The correct function argument for the PMT function in Excel to calculate monthly loan payments for a $35,000 car loan with a 4.43% annual interest rate, payable over 3 years, is PMT(4.43%/12, 36, -35000). This ensures accurate consideration of the monthly interest rate, payment duration, and loan amount.
Option B is correct.
The PMT function in Excel is commonly used to calculate the monthly payments on a loan. When setting up the function, it's essential to consider the correct arguments.
Interest Rate (rate): The annual interest rate needs to be converted to a monthly rate. Since the loan term is in years, the rate should be divided by 12. Therefore, the correct expression is PMT(4.43%/12, ...).
Number of Payments (nper): For a 3-year loan with monthly payments, the total number of payments is 3 years multiplied by 12 months per year, resulting in 36 payments.
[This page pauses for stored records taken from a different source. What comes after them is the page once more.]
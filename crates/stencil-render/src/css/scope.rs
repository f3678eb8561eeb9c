//! Stylesheet classification and markup scoping.

use std::convert::Infallible;

use super::parse_stylesheet;
use crate::change::{Change, ChangeMask};
use crate::component::{ComponentDefinition, ComponentInstance};
use crate::error::RenderError;
use crate::session::DocumentSession;
use crate::tree::{walk_all, CssTag, Node, Visit};

/// How a stylesheet is shared between instances of a definition.
#[derive(Debug, Clone, Copy, PartialEq, Eq, Hash)]
pub enum CssScope {
    /// One sheet per definition, emitted once per session.
    Global,
    /// One sheet per instance.
    Unique,
}

impl CssScope {
    /// Classifies a stylesheet by the mask of the template producing it.
    pub fn for_mask(mask: ChangeMask) -> Self {
        if mask.is_global_style() {
            CssScope::Global
        } else {
            CssScope::Unique
        }
    }
}

/// Scoping identifier shared by every instance: `<prefix>-<tag>`.
pub fn global_id(prefix: &str, tag: &str) -> String {
    format!("{}-{}", prefix, tag)
}

/// Scoping identifier of one instance: `<prefix>-<tag>-<n>`.
pub fn unique_id(prefix: &str, tag: &str, index: u32) -> String {
    format!("{}-{}-{}", prefix, tag, index)
}

/// Outcome of scoping one instance's stylesheets.
#[derive(Debug, Clone, Default, PartialEq)]
pub struct StyleScoping {
    /// Identifier of the instance's unique sheets, if it has any.
    pub unique_id: Option<String>,
    /// Identifier of the definition's global sheets, if it has any.
    pub global_id: Option<String>,
    /// `<style>` elements to emit for this instance, in declaration order.
    pub styles: Vec<CssTag>,
}

impl StyleScoping {
    /// Classes to add to the instance's markup: unique id, then global id.
    pub fn classes(&self) -> Vec<String> {
        self.unique_id
            .iter()
            .chain(self.global_id.iter())
            .cloned()
            .collect()
    }
}

/// Renders, classifies and rewrites the stylesheets of one instance.
///
/// Every CSS template is rendered with [`Change::FORCE`]. Global sheets are
/// rendered and returned only on the definition's first expansion in the
/// session; unique sheets are returned for every instance and share one
/// index, drawn from the session only if the instance has a unique sheet.
pub fn scope_styles(
    definition: &ComponentDefinition,
    instance: &ComponentInstance,
    session: &mut DocumentSession,
    class_prefix: &str,
) -> Result<StyleScoping, RenderError> {
    let tag = instance.tag_name();
    let emit_global = !session.is_global_emitted(definition.id());
    let mut scoping = StyleScoping::default();

    for template in definition.css() {
        let scope = CssScope::for_mask(template.mask());
        let id = match scope {
            CssScope::Global => scoping
                .global_id
                .get_or_insert_with(|| global_id(class_prefix, tag))
                .clone(),
            CssScope::Unique => match &scoping.unique_id {
                Some(id) => id.clone(),
                None => {
                    let id = unique_id(class_prefix, tag, session.next_unique_index(definition.id()));
                    scoping.unique_id = Some(id.clone());
                    id
                }
            },
        };
        if scope == CssScope::Global && !emit_global {
            continue;
        }

        let Some(text) = session.render_text(template, Change::FORCE, instance)?.value else {
            continue;
        };
        let stylesheet = parse_stylesheet(&text.text)?;
        tracing::debug!(tag, id = %id, scope = ?scope, rules = stylesheet.rules().len(), "stylesheet scoped");
        scoping
            .styles
            .push(CssTag::new(stylesheet.prefixed(&id), scope));
    }

    if emit_global && scoping.global_id.is_some() {
        session.mark_global_emitted(definition.id());
    }
    Ok(scoping)
}

/// Appends `classes` to every element of `nodes`.
///
/// Elements for which `is_custom` returns true receive the classes but are
/// not descended into: their content is scoped by their own expansion.
/// Already expanded elements are left untouched.
pub fn scope_markup<F>(nodes: &[Node], classes: &[String], is_custom: F) -> Vec<Node>
where
    F: Fn(&str) -> bool,
{
    if classes.is_empty() {
        return nodes.to_vec();
    }
    let mut handler = |node: &Node| -> Result<Visit, Infallible> {
        Ok(match node {
            Node::Element(tag) if tag.is_expanded() => Visit::Stop(node.clone()),
            Node::Element(tag) if is_custom(tag.name()) => {
                Visit::Stop(Node::Element(tag.with_classes(classes)))
            }
            Node::Element(tag) => Visit::Continue(Node::Element(tag.with_classes(classes))),
            other => Visit::Stop(other.clone()),
        })
    };
    match walk_all(nodes, &mut handler) {
        Ok(nodes) => nodes,
        Err(never) => match never {},
    }
}

#[cfg(test)]
mod tests {
    use super::*;
    use crate::component::AttributeBag;
    use crate::template::TemplateDefinition;
    use crate::tree::{to_html, Html5Parser, MarkupParser, Tag};

    fn css(source: &'static str, mask: Change) -> TemplateDefinition {
        TemplateDefinition::new(mask, move |html, _, _, _| Ok(html.text(source)))
    }

    #[test]
    fn test_classification() {
        assert_eq!(CssScope::for_mask(Change::THEME), CssScope::Global);
        assert_eq!(CssScope::for_mask(Change::NEVER), CssScope::Global);
        assert_eq!(CssScope::for_mask(Change::PROP), CssScope::Unique);
        assert_eq!(CssScope::for_mask(Change::THEME | Change::LANG), CssScope::Unique);
        assert_eq!(CssScope::for_mask(Change::FORCE), CssScope::Unique);
        assert_eq!(CssScope::for_mask(Change::PROP | Change::NEVER), CssScope::Unique);
    }

    #[test]
    fn test_ids() {
        assert_eq!(global_id("css", "my-el"), "css-my-el");
        assert_eq!(unique_id("css", "my-el", 0), "css-my-el-0");
    }

    #[test]
    fn test_scope_styles_across_instances() {
        let definition = ComponentDefinition::builder()
            .tag_name("my-el")
            .css(css(".g { color: red; }", Change::THEME))
            .css(css(".u { width: 1px; }", Change::PROP))
            .css(css(".v { height: 1px; }", Change::PROP))
            .build();
        let mut session = DocumentSession::new();

        let first = ComponentInstance::new(&definition, "my-el", AttributeBag::new(), None, "en");
        let scoped = scope_styles(&definition, &first, &mut session, "css").unwrap();
        assert_eq!(scoped.classes(), vec!["css-my-el-0", "css-my-el"]);
        let texts: Vec<_> = scoped
            .styles
            .iter()
            .map(|s| Node::Style(s.clone()).to_html())
            .collect();
        assert_eq!(
            texts,
            vec![
                "<style>.css-my-el-.g { color: red; }</style>",
                "<style>.css-my-el-0-.u { width: 1px; }</style>",
                "<style>.css-my-el-0-.v { height: 1px; }</style>",
            ]
        );

        let second = ComponentInstance::new(&definition, "my-el", AttributeBag::new(), None, "en");
        let scoped = scope_styles(&definition, &second, &mut session, "css").unwrap();
        assert_eq!(scoped.classes(), vec!["css-my-el-1", "css-my-el"]);
        assert_eq!(scoped.styles.len(), 2);
        assert!(scoped.styles.iter().all(|s| s.scope() == CssScope::Unique));
    }

    #[test]
    fn test_force_masked_sheet_is_per_instance() {
        let definition = ComponentDefinition::builder()
            .tag_name("x-f")
            .css(css("p { margin: 0; }", Change::FORCE))
            .build();
        let mut session = DocumentSession::new();
        for n in 0..2 {
            let instance = ComponentInstance::new(&definition, "x-f", AttributeBag::new(), None, "en");
            let scoped = scope_styles(&definition, &instance, &mut session, "css").unwrap();
            assert_eq!(scoped.classes(), vec![format!("css-x-f-{}", n)]);
            assert_eq!(scoped.styles.len(), 1);
        }
        assert!(!session.is_global_emitted(definition.id()));
    }

    #[test]
    fn test_global_only_definition_draws_no_index() {
        let definition = ComponentDefinition::builder()
            .tag_name("x-g")
            .css(css("p { margin: 0; }", Change::NEVER))
            .build();
        let mut session = DocumentSession::new();
        let instance = ComponentInstance::new(&definition, "x-g", AttributeBag::new(), None, "en");
        let scoped = scope_styles(&definition, &instance, &mut session, "css").unwrap();
        assert_eq!(scoped.unique_id, None);
        assert_eq!(session.next_unique_index(definition.id()), 0);
    }

    #[test]
    fn test_parse_failure_carries_source() {
        let definition = ComponentDefinition::builder()
            .tag_name("x-bad")
            .css(css("{ color: red; }", Change::PROP))
            .build();
        let mut session = DocumentSession::new();
        let instance = ComponentInstance::new(&definition, "x-bad", AttributeBag::new(), None, "en");
        let err = scope_styles(&definition, &instance, &mut session, "css").unwrap_err();
        assert_eq!(err.css_source(), Some("{ color: red; }"));
    }

    #[test]
    fn test_scope_markup_stops_at_custom_elements() {
        let nodes = Html5Parser.parse(
            r#"<div class="box"><p>a</p><x-inner><span>b</span></x-inner></div>"#,
        );
        let scoped = scope_markup(&nodes, &["css-a-0".into(), "css-a".into()], |name| name == "x-inner");
        assert_eq!(
            to_html(&scoped),
            r#"<div class="box css-a-0 css-a"><p class="css-a-0 css-a">a</p><x-inner class="css-a-0 css-a"><span>b</span></x-inner></div>"#
        );
    }

    #[test]
    fn test_scope_markup_skips_expanded() {
        let expanded = Tag::new("x-done").mark_expanded();
        let nodes = vec![Node::Element(expanded.clone())];
        let scoped = scope_markup(&nodes, &["c".into()], |_| false);
        assert_eq!(scoped, vec![Node::Element(expanded)]);
    }
}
Therefore, the correct expression is PMT(4.43%/12, 36, ...).
Present Value (pv): The present value represents the loan amount, which is -$35,000 (negative because it's an outgoing payment). Therefore, the correct expression is PMT(4.43%/12, 36, -35000, ...).
Now, examining the given options:
Option 1: PMT(4.43%, 36, -35000) - Incorrect because the interest rate is not converted to a monthly rate.
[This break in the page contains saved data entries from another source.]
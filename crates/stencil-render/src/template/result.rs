//! Render results and their text form.
//!
//! A render function returns a [`RenderResult`]. Before markup can be parsed
//! into a render tree it is flattened to text with [`coerce_text`], which
//! concatenates static segments and interpolated values in source order.
//! Concatenation is verbatim: escaping is the render function's job.

use std::fmt;
use std::sync::{Arc, OnceLock};

use serde_json::Value;

use crate::component::attribute_text;
use crate::error::RenderError;
use crate::tree::{Node, Tag};

/// Output of a render function.
#[derive(Clone)]
pub enum RenderResult {
    /// Static markup segments interleaved with interpolated values.
    Fragment(Fragment),
    /// A raw element, serialized as-is.
    Element(Node),
    /// Any value with a text form.
    Display(Arc<dyn fmt::Display + Send + Sync>),
    /// Plain data. Strings, numbers, booleans and arrays of those have a
    /// text form; objects and `null` do not.
    Data(Value),
}

impl RenderResult {
    /// Wraps any displayable value.
    pub fn display(value: impl fmt::Display + Send + Sync + 'static) -> Self {
        RenderResult::Display(Arc::new(value))
    }

    /// Flattens the result to text. See [`coerce_text`].
    pub fn to_text(&self) -> Result<CoercedText, RenderError> {
        coerce_text(self)
    }
}

impl fmt::Debug for RenderResult {
    fn fmt(&self, f: &mut fmt::Formatter<'_>) -> fmt::Result {
        match self {
            RenderResult::Fragment(fragment) => f.debug_tuple("Fragment").field(fragment).finish(),
            RenderResult::Element(node) => f.debug_tuple("Element").field(node).finish(),
            RenderResult::Display(value) => {
                f.debug_tuple("Display").field(&value.to_string()).finish()
            }
            RenderResult::Data(value) => f.debug_tuple("Data").field(value).finish(),
        }
    }
}

impl From<Fragment> for RenderResult {
    fn from(fragment: Fragment) -> Self {
        RenderResult::Fragment(fragment)
    }
}

impl From<Node> for RenderResult {
    fn from(node: Node) -> Self {
        RenderResult::Element(node)
    }
}

impl From<Tag> for RenderResult {
    fn from(tag: Tag) -> Self {
        RenderResult::Element(Node::Element(tag))
    }
}

impl From<Value> for RenderResult {
    fn from(value: Value) -> Self {
        RenderResult::Data(value)
    }
}

/// Static segments interleaved with interpolations.
///
/// There is always exactly one more static segment than interpolations;
/// the text form is `s0 v0 s1 v1 ... sN`.
#[derive(Debug, Clone)]
pub struct Fragment {
    statics: Vec<String>,
    values: Vec<Interpolation>,
}

impl Fragment {
    /// Creates an empty fragment.
    pub fn new() -> Self {
        Self {
            statics: vec![String::new()],
            values: Vec::new(),
        }
    }

    /// Appends static markup.
    pub fn push_static(mut self, text: impl AsRef<str>) -> Self {
        if let Some(last) = self.statics.last_mut() {
            last.push_str(text.as_ref());
        }
        self
    }

    /// Appends an interpolated value.
    pub fn push(mut self, value: impl Into<Interpolation>) -> Self {
        self.values.push(value.into());
        self.statics.push(String::new());
        self
    }

    /// Returns the static segments.
    pub fn statics(&self) -> &[String] {
        &self.statics
    }

    /// Returns the interpolated values.
    pub fn values(&self) -> &[Interpolation] {
        &self.values
    }

    fn write(&self, out: &mut CoercedText) -> Result<(), RenderError> {
        for (index, segment) in self.statics.iter().enumerate() {
            out.text.push_str(segment);
            if let Some(value) = self.values.get(index) {
                value.write(out)?;
            }
        }
        Ok(())
    }
}

impl Default for Fragment {
    fn default() -> Self {
        Self::new()
    }
}

impl From<&str> for Fragment {
    fn from(text: &str) -> Self {
        Fragment::new().push_static(text)
    }
}

impl From<String> for Fragment {
    fn from(text: String) -> Self {
        Fragment::new().push_static(text)
    }
}

/// A value interpolated into a [`Fragment`].
#[derive(Debug, Clone)]
pub enum Interpolation {
    /// Literal text.
    Text(String),
    /// Data, converted with the attribute string rule.
    Value(Value),
    /// A nested fragment.
    Fragment(Fragment),
    /// An element, serialized as markup.
    Element(Node),
    /// A sequence; items are concatenated.
    List(Vec<Interpolation>),
    /// Text that may not be available yet.
    Pending(PendingText),
}

impl Interpolation {
    fn write(&self, out: &mut CoercedText) -> Result<(), RenderError> {
        match self {
            Interpolation::Text(text) => out.text.push_str(text),
            Interpolation::Value(value) => out.text.push_str(&attribute_text(value)),
            Interpolation::Fragment(fragment) => fragment.write(out)?,
            Interpolation::Element(node) => out.text.push_str(&node.to_html()),
            Interpolation::List(items) => {
                for item in items {
                    item.write(out)?;
                }
            }
            Interpolation::Pending(pending) => {
                out.text.push_str(&pending.current());
                out.pending.push(pending.clone());
            }
        }
        Ok(())
    }
}

impl From<&str> for Interpolation {
    fn from(text: &str) -> Self {
        Interpolation::Text(text.to_string())
    }
}

impl From<String> for Interpolation {
    fn from(text: String) -> Self {
        Interpolation::Text(text)
    }
}

impl From<Value> for Interpolation {
    fn from(value: Value) -> Self {
        Interpolation::Value(value)
    }
}

impl From<Fragment> for Interpolation {
    fn from(fragment: Fragment) -> Self {
        Interpolation::Fragment(fragment)
    }
}

impl From<Node> for Interpolation {
    fn from(node: Node) -> Self {
        Interpolation::Element(node)
    }
}

impl From<Tag> for Interpolation {
    fn from(tag: Tag) -> Self {
        Interpolation::Element(Node::Element(tag))
    }
}

impl From<PendingText> for Interpolation {
    fn from(pending: PendingText) -> Self {
        Interpolation::Pending(pending)
    }
}

impl<T: Into<Interpolation>> From<Vec<T>> for Interpolation {
    fn from(items: Vec<T>) -> Self {
        Interpolation::List(items.into_iter().map(Into::into).collect())
    }
}

/// Deferred text, such as a localized message that is still loading.
///
/// The synchronous pipeline never waits for it: until [`resolve`] is called,
/// the placeholder is serialized. Clones share the resolution, so whoever
/// delivers the text to a live surface can patch it later.
///
/// [`resolve`]: PendingText::resolve
#[derive(Debug, Clone)]
pub struct PendingText {
    placeholder: String,
    resolved: Arc<OnceLock<String>>,
}

impl PendingText {
    /// Creates an unresolved payload.
    pub fn new(placeholder: impl Into<String>) -> Self {
        Self {
            placeholder: placeholder.into(),
            resolved: Arc::new(OnceLock::new()),
        }
    }

    /// Delivers the final text. Returns false if it was already delivered.
    pub fn resolve(&self, text: impl Into<String>) -> bool {
        self.resolved.set(text.into()).is_ok()
    }

    /// Returns the placeholder text.
    pub fn placeholder(&self) -> &str {
        &self.placeholder
    }

    /// Returns the delivered text, if any.
    pub fn resolved(&self) -> Option<&str> {
        self.resolved.get().map(String::as_str)
    }

    /// Returns true once the final text has been delivered.
    pub fn is_ready(&self) -> bool {
        self.resolved.get().is_some()
    }

    /// Returns the text to serialize right now.
    pub fn current(&self) -> String {
        self.resolved()
            .unwrap_or(&self.placeholder)
            .to_string()
    }

    /// Returns true if both handles refer to the same payload.
    pub fn same_payload(&self, other: &PendingText) -> bool {
        Arc::ptr_eq(&self.resolved, &other.resolved)
    }
}

/// Text form of a render result.
#[derive(Debug, Clone, Default)]
pub struct CoercedText {
    /// The flattened text.
    pub text: String,
    /// Deferred payloads whose current text was written into `text`.
    pub pending: Vec<PendingText>,
}

/// Flattens a render result to text.
///
/// Fails with [`RenderError::MissingSerializer`] for data without a text
/// form (objects and `null`).
pub fn coerce_text(result: &RenderResult) -> Result<CoercedText, RenderError> {
    let mut out = CoercedText::default();
    match result {
        RenderResult::Fragment(fragment) => fragment.write(&mut out)?,
        RenderResult::Element(node) => out.text = node.to_html(),
        RenderResult::Display(value) => out.text = value.to_string(),
        RenderResult::Data(value) => write_data(value, &mut out.text)?,
    }
    Ok(out)
}

fn write_data(value: &Value, out: &mut String) -> Result<(), RenderError> {
    match value {
        Value::String(s) => out.push_str(s),
        Value::Number(n) => out.push_str(&n.to_string()),
        Value::Bool(b) => out.push_str(if *b { "true" } else { "false" }),
        Value::Array(items) => {
            for item in items {
                write_data(item, out)?;
            }
        }
        Value::Object(_) => return Err(RenderError::MissingSerializer { kind: "object" }),
        Value::Null => return Err(RenderError::MissingSerializer { kind: "null" }),
    }
    Ok(())
}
Option 2: PMT(4.43%/12, 36, -35000) - Correct, as it incorporates the monthly interest rate, number of payments, and present value.
Option 3: PMT(4.43%/12, 3, -35000) - Incorrect because it only considers a 3-month term instead of 36 months.
Option 4: PMT(4.43%, 3, -35000) - Incorrect because the interest rate is not converted to a monthly rate.